En la década de los 60 los jesuitas tenían un local en la Avenida Independencia que era el centro de estudios, donde Arnaiz llevaba a dirigentes sociales para darle explicaciones sobre temas doctrinales y mostrarles libros de una extensa biblioteca que ellos tenían.

El Padre Arnaiz fue ganador del Premio Caonabo de Oro, que organiza la Asociación Dominicana de Periodistas y Escritores (ADPE), presidida en esa época por el Dr. Salvador Pittaluga Nivar.

Me encontré con él que estaba en compañía de Monseñor Agripino Núñez, y yo estaba con dos amigos sindicalistas italianos. Albino Gorini y Orsomando, y toda la conversación entre ellos fue en italiano, idioma que el dominaba, junto con el francés, por supuesto el latín.

Con Arnaiz podíamos conversar sobre sindicalismo, la doctrina social cristiana, pero también sobre intelectuales como Jacques Maritain y Emmanuel Mounier, y de Giorgio La Pira.

Una vez conversé con el Padre Arnaiz, y le cuestioné, porque ese equipo de jesuitas se comprometía con la CASC y la FEDELAC, y me respondió, que ellos tenían experiencias de España y Cuba, pero siempre había tratado a trabajadores en forma individual, porque el sindicalismo cristiano nunca floreció en esos países, sin embargo, en la Republica Dominicana encontraron una organización fuerte, representativa, con miles de afiliados, era una tierra fértil para propagar la doctrina social cristiana.

Monseñor Francisco José Arnaiz fue un promotor, actor y orientador en la orientación y educación de cientos de sindicalistas dominicanos, sembró en el desarrollo espiritual y educativo en el sindicalismo cristiano.
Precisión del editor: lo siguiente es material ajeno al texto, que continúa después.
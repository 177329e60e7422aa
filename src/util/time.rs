//! Time and date helpers shared by storage and metrics.

use chrono::{DateTime, Duration, NaiveDate, NaiveDateTime, SecondsFormat, TimeZone, Utc};

use crate::error::{KanbanError, Result};

/// Format a timestamp for storage.
///
/// Fixed-width millisecond RFC3339 in UTC, so stored values sort
/// lexicographically in time order.
#[must_use]
pub fn format_timestamp(dt: DateTime<Utc>) -> String {
    dt.to_rfc3339_opts(SecondsFormat::Millis, true)
}

/// Parse a stored timestamp (RFC3339, or `YYYY-MM-DD HH:MM:SS` as written by
/// SQLite's `CURRENT_TIMESTAMP`).
#[must_use]
pub fn parse_timestamp(s: &str) -> Option<DateTime<Utc>> {
    if let Ok(dt) = DateTime::parse_from_rfc3339(s) {
        return Some(dt.with_timezone(&Utc));
    }
    NaiveDateTime::parse_from_str(s, "%Y-%m-%d %H:%M:%S")
        .ok()
        .map(|naive| Utc.from_utc_datetime(&naive))
}

/// Format a calendar day for storage.
#[must_use]
pub fn format_day(day: NaiveDate) -> String {
    day.format("%Y-%m-%d").to_string()
}

/// Parse a `YYYY-MM-DD` day, as accepted on the command line.
///
/// # Errors
///
/// Returns a validation error naming `field_name` if the date is malformed.
pub fn parse_day(s: &str, field_name: &str) -> Result<NaiveDate> {
    NaiveDate::parse_from_str(s.trim(), "%Y-%m-%d")
        .map_err(|_| KanbanError::validation(field_name, "expected a date like 2025-01-15"))
}

/// UTC midnight of the day containing `now`.
#[must_use]
pub fn start_of_day(now: DateTime<Utc>) -> DateTime<Utc> {
    Utc.from_utc_datetime(&now.date_naive().and_time(chrono::NaiveTime::MIN))
}

/// Start of a trailing window of `days` days ending at `now`.
#[must_use]
pub fn window_start(now: DateTime<Utc>, days: u32) -> DateTime<Utc> {
    now - Duration::days(i64::from(days))
}
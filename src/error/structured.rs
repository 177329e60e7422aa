//! Structured error output for scripts and CI.
//!
//! Provides machine-parseable error information with:
//! - Error codes for categorization
//! - Hints for self-correction
//! - Retryability flags
//! - Context for debugging

use crate::error::KanbanError;
use crate::tracker::TrackerError;
use serde::{Deserialize, Serialize};
use serde_json::{Value, json};

/// Machine-readable error codes.
///
/// These codes are stable and can be used for programmatic error handling.
#[derive(Debug, Clone, Copy, PartialEq, Eq, Serialize, Deserialize)]
pub enum ErrorCode {
    // === Database Errors (exit code 2) ===
    DatabaseNotFound,
    SchemaMismatch,
    DatabaseError,

    // === Lookup Errors (exit code 3) ===
    RepositoryNotFound,
    IssueNotFound,

    // === Validation Errors (exit code 4) ===
    ValidationFailed,
    InvalidStatus,
    NoRepositories,
    NoLabels,
    NoOrganization,

    // === Sync Errors (exit code 5) ===
    /// Tracker call failed
    TrackerError,
    /// Tracker rate limit hit
    RateLimited,
    /// `gh` is not authenticated
    NotAuthenticated,
    /// Some repositories failed
    SyncIncomplete,

    // === Config Errors (exit code 7) ===
    ConfigError,
    ConfigNotFound,

    // === I/O Errors (exit code 8) ===
    IoError,
    JsonError,
    YamlError,

    // === Internal Errors (exit code 1) ===
    InternalError,
}

impl ErrorCode {
    /// Get the string representation for JSON output.
    #[must_use]
    pub const fn as_str(&self) -> &'static str {
        match self {
            Self::DatabaseNotFound => "DATABASE_NOT_FOUND",
            Self::SchemaMismatch => "SCHEMA_MISMATCH",
            Self::DatabaseError => "DATABASE_ERROR",
            Self::RepositoryNotFound => "REPOSITORY_NOT_FOUND",
            Self::IssueNotFound => "ISSUE_NOT_FOUND",
            Self::ValidationFailed => "VALIDATION_FAILED",
            Self::InvalidStatus => "INVALID_STATUS",
            Self::NoRepositories => "NO_REPOSITORIES",
            Self::NoLabels => "NO_LABELS",
            Self::NoOrganization => "NO_ORGANIZATION",
            Self::TrackerError => "TRACKER_ERROR",
            Self::RateLimited => "RATE_LIMITED",
            Self::NotAuthenticated => "NOT_AUTHENTICATED",
            Self::SyncIncomplete => "SYNC_INCOMPLETE",
            Self::ConfigError => "CONFIG_ERROR",
            Self::ConfigNotFound => "CONFIG_NOT_FOUND",
            Self::IoError => "IO_ERROR",
            Self::JsonError => "JSON_ERROR",
            Self::YamlError => "YAML_ERROR",
            Self::InternalError => "INTERNAL_ERROR",
        }
    }

    /// Whether re-running the same command might succeed.
    #[must_use]
    pub const fn is_retryable(&self) -> bool {
        matches!(
            self,
            Self::RateLimited | Self::TrackerError | Self::SyncIncomplete
        )
    }

    /// Get the exit code for this error category.
    ///
    /// - 1: Internal/unknown errors
    /// - 2: Database errors
    /// - 3: Lookup errors
    /// - 4: Validation and precondition errors
    /// - 5: Sync/tracker errors
    /// - 7: Config errors
    /// - 8: I/O errors
    #[must_use]
    pub const fn exit_code(&self) -> i32 {
        match self {
            Self::DatabaseNotFound | Self::SchemaMismatch | Self::DatabaseError => 2,
            Self::RepositoryNotFound | Self::IssueNotFound => 3,
            Self::ValidationFailed
            | Self::InvalidStatus
            | Self::NoRepositories
            | Self::NoLabels
            | Self::NoOrganization => 4,
            Self::TrackerError
            | Self::RateLimited
            | Self::NotAuthenticated
            | Self::SyncIncomplete => 5,
            Self::ConfigError | Self::ConfigNotFound => 7,
            Self::IoError | Self::JsonError | Self::YamlError => 8,
            Self::InternalError => 1,
        }
    }
}

/// Structured error for machine-parseable output.
#[derive(Debug, Clone, Serialize, Deserialize)]
pub struct StructuredError {
    /// Machine-readable error code
    pub code: ErrorCode,
    /// Human-readable error message
    pub message: String,
    /// Optional hint for fixing the error
    #[serde(skip_serializing_if = "Option::is_none")]
    pub hint: Option<String>,
    /// Whether the operation can be retried
    pub retryable: bool,
    /// Additional context data
    #[serde(skip_serializing_if = "Option::is_none")]
    pub context: Option<Value>,
}

impl StructuredError {
    /// Create a new structured error from a `KanbanError`.
    #[must_use]
    pub fn from_error(err: &KanbanError) -> Self {
        let (code, context) = Self::extract_code_and_context(err);
        Self {
            code,
            message: err.to_string(),
            hint: err.suggestion().map(str::to_string),
            retryable: code.is_retryable(),
            context,
        }
    }

    /// Convert to the JSON envelope written to stderr.
    #[must_use]
    pub fn to_json(&self) -> Value {
        json!({
            "error": {
                "code": self.code.as_str(),
                "message": self.message,
                "hint": self.hint,
                "retryable": self.retryable,
                "context": self.context,
            }
        })
    }

    /// Format for human-readable output.
    #[must_use]
    pub fn to_human(&self, color: bool) -> String {
        let mut output = String::new();

        if color {
            output.push_str("\x1b[31mError:\x1b[0m ");
        } else {
            output.push_str("Error: ");
        }
        output.push_str(&self.message);

        if let Some(hint) = &self.hint {
            output.push('\n');
            if color {
                output.push_str("\x1b[33mHint:\x1b[0m ");
            } else {
                output.push_str("Hint: ");
            }
            output.push_str(hint);
        }

        output
    }

    fn extract_code_and_context(err: &KanbanError) -> (ErrorCode, Option<Value>) {
        match err {
            KanbanError::DatabaseNotFound { path } => (
                ErrorCode::DatabaseNotFound,
                Some(json!({"path": path.display().to_string()})),
            ),
            KanbanError::SchemaMismatch { expected, found } => (
                ErrorCode::SchemaMismatch,
                Some(json!({"expected": expected, "found": found})),
            ),
            KanbanError::Database(_) => (ErrorCode::DatabaseError, None),
            KanbanError::RepositoryNotFound { name } => (
                ErrorCode::RepositoryNotFound,
                Some(json!({"repository": name})),
            ),
            KanbanError::IssueNotFound { repo, number } => (
                ErrorCode::IssueNotFound,
                Some(json!({"repository": repo, "number": number})),
            ),
            KanbanError::NoRepositories => (ErrorCode::NoRepositories, None),
            KanbanError::NoLabels => (ErrorCode::NoLabels, None),
            KanbanError::NoOrganization => (ErrorCode::NoOrganization, None),
            KanbanError::Validation { field, reason } => (
                ErrorCode::ValidationFailed,
                Some(json!({"field": field, "reason": reason})),
            ),
            KanbanError::ValidationErrors { errors } => (
                ErrorCode::ValidationFailed,
                Some(json!({
                    "errors": errors.iter()
                        .map(|e| json!({"field": e.field, "message": e.message}))
                        .collect::<Vec<_>>()
                })),
            ),
            KanbanError::InvalidStatus { status } => {
                (ErrorCode::InvalidStatus, Some(json!({"provided": status})))
            }
            KanbanError::Tracker(tracker) => match tracker {
                TrackerError::RateLimited { .. } => (ErrorCode::RateLimited, None),
                TrackerError::NotAuthenticated => (ErrorCode::NotAuthenticated, None),
                TrackerError::CommandFailed { command, .. } => (
                    ErrorCode::TrackerError,
                    Some(json!({"command": command})),
                ),
                _ => (ErrorCode::TrackerError, None),
            },
            KanbanError::SyncIncomplete { count } => {
                (ErrorCode::SyncIncomplete, Some(json!({"error_count": count})))
            }
            KanbanError::Config(_) => (ErrorCode::ConfigError, None),
            KanbanError::ConfigNotFound { path } => (
                ErrorCode::ConfigNotFound,
                Some(json!({"path": path.display().to_string()})),
            ),
            KanbanError::Io(_) => (ErrorCode::IoError, None),
            KanbanError::Json(_) => (ErrorCode::JsonError, None),
            KanbanError::Yaml(_) => (ErrorCode::YamlError, None),
            KanbanError::Other(_) => (ErrorCode::InternalError, None),
        }
    }
}

#[cfg(test)]
mod tests {
    use super::*;

    #[test]
    fn test_exit_code_categories() {
        assert_eq!(ErrorCode::DatabaseError.exit_code(), 2);
        assert_eq!(ErrorCode::RepositoryNotFound.exit_code(), 3);
        assert_eq!(ErrorCode::NoRepositories.exit_code(), 4);
        assert_eq!(ErrorCode::RateLimited.exit_code(), 5);
        assert_eq!(ErrorCode::ConfigError.exit_code(), 7);
        assert_eq!(ErrorCode::IoError.exit_code(), 8);
        assert_eq!(ErrorCode::InternalError.exit_code(), 1);
    }

    #[test]
    fn test_structured_from_repository_not_found() {
        let err = KanbanError::RepositoryNotFound {
            name: "acme/api".to_string(),
        };
        let structured = StructuredError::from_error(&err);
        assert_eq!(structured.code, ErrorCode::RepositoryNotFound);
        assert!(structured.hint.is_some());
        let json = structured.to_json();
        assert_eq!(json["error"]["code"], "REPOSITORY_NOT_FOUND");
        assert_eq!(json["error"]["context"]["repository"], "acme/api");
    }

    #[test]
    fn test_rate_limit_is_retryable() {
        let err = KanbanError::Tracker(TrackerError::RateLimited {
            message: "API rate limit exceeded".to_string(),
        });
        let structured = StructuredError::from_error(&err);
        assert_eq!(structured.code, ErrorCode::RateLimited);
        assert!(structured.retryable);
    }

    #[test]
    fn test_human_output_without_color() {
        let structured = StructuredError::from_error(&KanbanError::NoLabels);
        let text = structured.to_human(false);
        assert!(text.starts_with("Error: No labels defined"));
        assert!(text.contains("Hint: "));
    }
}
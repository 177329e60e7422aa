//! Tracing subscriber setup.
//!
//! `RUST_LOG` wins when set. Otherwise the level comes from the flags:
//! `-q` shows errors only, no flag warnings, then info, debug and trace for
//! each extra `-v`. Output goes to stderr, or to `log_file` when given.

use std::fs::OpenOptions;
use std::path::Path;
use std::sync::Mutex;

use tracing_subscriber::{EnvFilter, fmt, prelude::*};

use crate::error::Result;

/// Default filter directive for a verbosity level.
#[must_use]
pub fn level_directive(verbose: u8, quiet: bool) -> &'static str {
    if quiet {
        return "error";
    }
    match verbose {
        0 => "warn",
        1 => "kanban_rust=info,warn",
        2 => "kanban_rust=debug,info",
        _ => "trace",
    }
}

/// Install the global subscriber.
///
/// # Errors
///
/// Returns an error if the log file cannot be opened or a subscriber is
/// already installed.
pub fn init_logging(verbose: u8, quiet: bool, log_file: Option<&Path>) -> Result<()> {
    let filter = EnvFilter::try_from_default_env()
        .unwrap_or_else(|_| EnvFilter::new(level_directive(verbose, quiet)));
    let registry = tracing_subscriber::registry().with(filter);

    match log_file {
        Some(path) => {
            let file = OpenOptions::new().create(true).append(true).open(path)?;
            registry
                .with(fmt::layer().with_ansi(false).with_writer(Mutex::new(file)))
                .try_init()
        }
        None => registry
            .with(fmt::layer().compact().with_writer(std::io::stderr))
            .try_init(),
    }
    .map_err(|e| anyhow::anyhow!("failed to install tracing subscriber: {e}"))?;
    Ok(())
}
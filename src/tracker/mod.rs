//! Issue-tracker boundary.
//!
//! The sync layer only sees the [`IssueTracker`] trait and the raw record
//! types below. [`gh::GhCli`] is the production implementation; tests plug
//! in fakes.

pub mod gh;

use chrono::{DateTime, Utc};
use serde::{Deserialize, Serialize};
use thiserror::Error;

use crate::model::LabelSpec;

pub use gh::GhCli;

/// Failure talking to the remote tracker.
#[derive(Error, Debug)]
pub enum TrackerError {
    #[error("Command '{command}' failed: {stderr}")]
    CommandFailed { command: String, stderr: String },

    #[error("Not authenticated with GitHub")]
    NotAuthenticated,

    #[error("GitHub API rate limit exceeded: {message}")]
    RateLimited { message: String },

    #[error("GitHub CLI (gh) is not installed or not on PATH")]
    NotInstalled,

    #[error("Failed to parse tracker response: {message}")]
    Parse { message: String },

    #[error("I/O error: {0}")]
    Io(#[from] std::io::Error),
}

impl TrackerError {
    /// Rate limits and network hiccups may succeed on a later run.
    #[must_use]
    pub const fn is_transient(&self) -> bool {
        matches!(self, Self::RateLimited { .. } | Self::Io(_))
    }
}

pub type TrackerResult<T> = std::result::Result<T, TrackerError>;

/// An issue as listed by the tracker, before classification.
#[derive(Debug, Clone, PartialEq, Eq, Serialize, Deserialize)]
pub struct RawIssue {
    pub number: i64,
    pub title: String,
    /// `OPEN` / `CLOSED` as reported remotely.
    pub state: String,
    pub created_at: DateTime<Utc>,
    pub updated_at: DateTime<Utc>,
    pub closed_at: Option<DateTime<Utc>>,
    pub labels: Vec<String>,
    pub assignee: Option<String>,
}

#[derive(Debug, Clone, PartialEq, Eq, Serialize, Deserialize)]
pub struct RawPullRequest {
    pub number: i64,
    pub title: String,
    pub state: String,
    pub is_draft: bool,
    pub created_at: DateTime<Utc>,
    pub updated_at: DateTime<Utc>,
    pub merged_at: Option<DateTime<Utc>>,
    pub closed_at: Option<DateTime<Utc>>,
    pub author: Option<String>,
    pub additions: i64,
    pub deletions: i64,
    pub changed_files: i64,
}

#[derive(Debug, Clone, Copy, PartialEq, Eq, Serialize, Deserialize)]
#[serde(rename_all = "snake_case")]
pub enum TimelineEventKind {
    Labeled,
    Unlabeled,
}

/// A label added to or removed from an issue.
#[derive(Debug, Clone, PartialEq, Eq, Serialize, Deserialize)]
pub struct TimelineEvent {
    pub kind: TimelineEventKind,
    pub label: String,
    pub at: DateTime<Utc>,
}

impl TimelineEvent {
    #[must_use]
    pub fn labeled(label: &str, at: DateTime<Utc>) -> Self {
        Self {
            kind: TimelineEventKind::Labeled,
            label: label.to_string(),
            at,
        }
    }

    #[must_use]
    pub fn unlabeled(label: &str, at: DateTime<Utc>) -> Self {
        Self {
            kind: TimelineEventKind::Unlabeled,
            label: label.to_string(),
            at,
        }
    }
}

/// Read and label-maintenance operations against a remote tracker.
///
/// Implementations must be shareable across sync workers.
pub trait IssueTracker: Send + Sync {
    fn list_repositories(&self, org: &str) -> TrackerResult<Vec<String>>;

    fn list_labels(&self, org: &str, repo: &str) -> TrackerResult<Vec<LabelSpec>>;

    fn create_label(&self, org: &str, repo: &str, label: &LabelSpec) -> TrackerResult<()>;

    fn update_label(&self, org: &str, repo: &str, label: &LabelSpec) -> TrackerResult<()>;

    fn list_issues(&self, org: &str, repo: &str, limit: usize) -> TrackerResult<Vec<RawIssue>>;

    fn list_closed_issues(&self, org: &str, repo: &str, days: u32)
    -> TrackerResult<Vec<RawIssue>>;

    fn list_pull_requests(
        &self,
        org: &str,
        repo: &str,
        limit: usize,
    ) -> TrackerResult<Vec<RawPullRequest>>;

    fn linked_issues(&self, org: &str, repo: &str, pr_number: i64) -> TrackerResult<Vec<i64>>;

    fn timeline(&self, org: &str, repo: &str, issue_number: i64)
    -> TrackerResult<Vec<TimelineEvent>>;
}
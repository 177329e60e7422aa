//! Error types and handling for `kanban_rust`.
//!
//! # Design
//!
//! - Uses `thiserror` for derive-based error types
//! - Wraps remote tracker failures as [`TrackerError`] so sync can
//!   isolate them per repository
//! - Provides recovery hints and category exit codes for the CLI

mod structured;

pub use structured::{ErrorCode, StructuredError};

use crate::tracker::TrackerError;
use std::path::PathBuf;
use thiserror::Error;

/// Primary error type for `kanban_rust` operations.
#[derive(Error, Debug)]
pub enum KanbanError {
    // === Storage Errors ===
    /// Database file not found at the specified path.
    #[error("Database not found at '{path}'")]
    DatabaseNotFound { path: PathBuf },

    /// Stored schema is newer than this binary understands.
    #[error("Schema version mismatch: expected {expected}, found {found}")]
    SchemaMismatch { expected: i32, found: i32 },

    /// `SQLite` database error.
    #[error("Database error: {0}")]
    Database(#[from] rusqlite::Error),

    // === Lookup Errors ===
    /// Repository has never been synced into the local store.
    #[error("Repository not found: {name}")]
    RepositoryNotFound { name: String },

    /// Issue with the specified number was not found.
    #[error("Issue not found: {repo}#{number}")]
    IssueNotFound { repo: String, number: i64 },

    // === Precondition Errors ===
    /// Sync was asked to run against an empty repository set.
    #[error("No repositories to sync")]
    NoRepositories,

    /// Label sync was requested but the configuration defines no labels.
    #[error("No labels defined in configuration")]
    NoLabels,

    /// Organization is required but was not configured.
    #[error("No organization configured")]
    NoOrganization,

    // === Validation Errors ===
    /// Field validation failed.
    #[error("Validation failed: {field}: {reason}")]
    Validation { field: String, reason: String },

    /// Multiple validation errors occurred.
    #[error("Validation errors: {errors:?}")]
    ValidationErrors { errors: Vec<ValidationError> },

    /// Invalid flow status value.
    #[error("Invalid status: {status}")]
    InvalidStatus { status: String },

    // === Remote Errors ===
    /// Issue tracker call failed.
    #[error("Tracker error: {0}")]
    Tracker(#[from] TrackerError),

    /// One or more repositories failed during a multi-repository sync.
    #[error("Sync finished with {count} error(s)")]
    SyncIncomplete { count: usize },

    // === Configuration Errors ===
    /// Configuration file error.
    #[error("Configuration error: {0}")]
    Config(String),

    /// Configuration file missing where one was required.
    #[error("Config file not found: '{path}'")]
    ConfigNotFound { path: PathBuf },

    // === I/O Errors ===
    /// File system I/O error.
    #[error("I/O error: {0}")]
    Io(#[from] std::io::Error),

    /// JSON serialization/deserialization error.
    #[error("JSON error: {0}")]
    Json(#[from] serde_json::Error),

    /// YAML parsing error.
    #[error("YAML error: {0}")]
    Yaml(#[from] serde_yaml::Error),

    /// Wrapped anyhow error.
    #[error(transparent)]
    Other(#[from] anyhow::Error),
}

/// A single field validation error.
#[derive(Debug, Clone, PartialEq, Eq)]
pub struct ValidationError {
    /// The field that failed validation.
    pub field: String,
    /// The reason for the validation failure.
    pub message: String,
}

impl ValidationError {
    /// Create a new validation error.
    #[must_use]
    pub fn new(field: impl Into<String>, message: impl Into<String>) -> Self {
        Self {
            field: field.into(),
            message: message.into(),
        }
    }
}

impl std::fmt::Display for ValidationError {
    fn fmt(&self, f: &mut std::fmt::Formatter<'_>) -> std::fmt::Result {
        write!(f, "{}: {}", self.field, self.message)
    }
}

impl std::error::Error for ValidationError {}

impl KanbanError {
    /// Can the user fix this without code changes?
    #[must_use]
    pub const fn is_user_recoverable(&self) -> bool {
        matches!(
            self,
            Self::DatabaseNotFound { .. }
                | Self::RepositoryNotFound { .. }
                | Self::NoRepositories
                | Self::NoLabels
                | Self::NoOrganization
                | Self::Validation { .. }
                | Self::ValidationErrors { .. }
                | Self::InvalidStatus { .. }
                | Self::ConfigNotFound { .. }
        )
    }

    /// Human-friendly suggestion for fixing this error.
    #[must_use]
    pub fn suggestion(&self) -> Option<&'static str> {
        match self {
            Self::DatabaseNotFound { .. } => Some("Check --db or run: kanban db init"),
            Self::RepositoryNotFound { .. } => Some("Run: kanban sync --repo <name>"),
            Self::NoRepositories => {
                Some("Pass --repo or list repositories under 'repositories' in config.yaml")
            }
            Self::NoLabels => Some("Define labels in config.yaml or pass --no-labels"),
            Self::NoOrganization => Some("Set 'organization' in config.yaml or KANBAN_ORG"),
            Self::SchemaMismatch { .. } => Some("Upgrade kanban to a newer version"),
            Self::ConfigNotFound { .. } => Some("Create the file or pass --config <path>"),
            Self::Tracker(TrackerError::NotAuthenticated) => Some("Run: gh auth login"),
            Self::Tracker(TrackerError::NotInstalled) => {
                Some("Install the GitHub CLI: https://cli.github.com")
            }
            Self::Tracker(TrackerError::RateLimited { .. }) => {
                Some("Wait for the rate limit to reset and re-run sync")
            }
            Self::InvalidStatus { .. } => {
                Some("Valid statuses: backlog, ready, in-progress, review, testing, done")
            }
            _ => None,
        }
    }

    /// Create a validation error for a specific field.
    #[must_use]
    pub fn validation(field: impl Into<String>, reason: impl Into<String>) -> Self {
        Self::Validation {
            field: field.into(),
            reason: reason.into(),
        }
    }

    /// Create from multiple validation errors.
    #[must_use]
    pub fn from_validation_errors(mut errors: Vec<ValidationError>) -> Self {
        if errors.len() == 1 {
            let err = errors.remove(0);
            Self::Validation {
                field: err.field,
                reason: err.message,
            }
        } else {
            Self::ValidationErrors { errors }
        }
    }
}

/// Result type using `KanbanError`.
pub type Result<T> = std::result::Result<T, KanbanError>;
Monseñor Arnáiz dijo hace poco, que en la actualidad « los sindicatos de trabajadores han olvidado que uno de sus objetivos es luchar por las reivindicaciones sociales de los obreros ».

Podrán surgir nuevos sacerdotes sociales que se interesen en cooperar con el sindicalismo dominicano, y aparecereán sindicalistas que quieran coordinar sus actividades con representantes de la Iglesia ...?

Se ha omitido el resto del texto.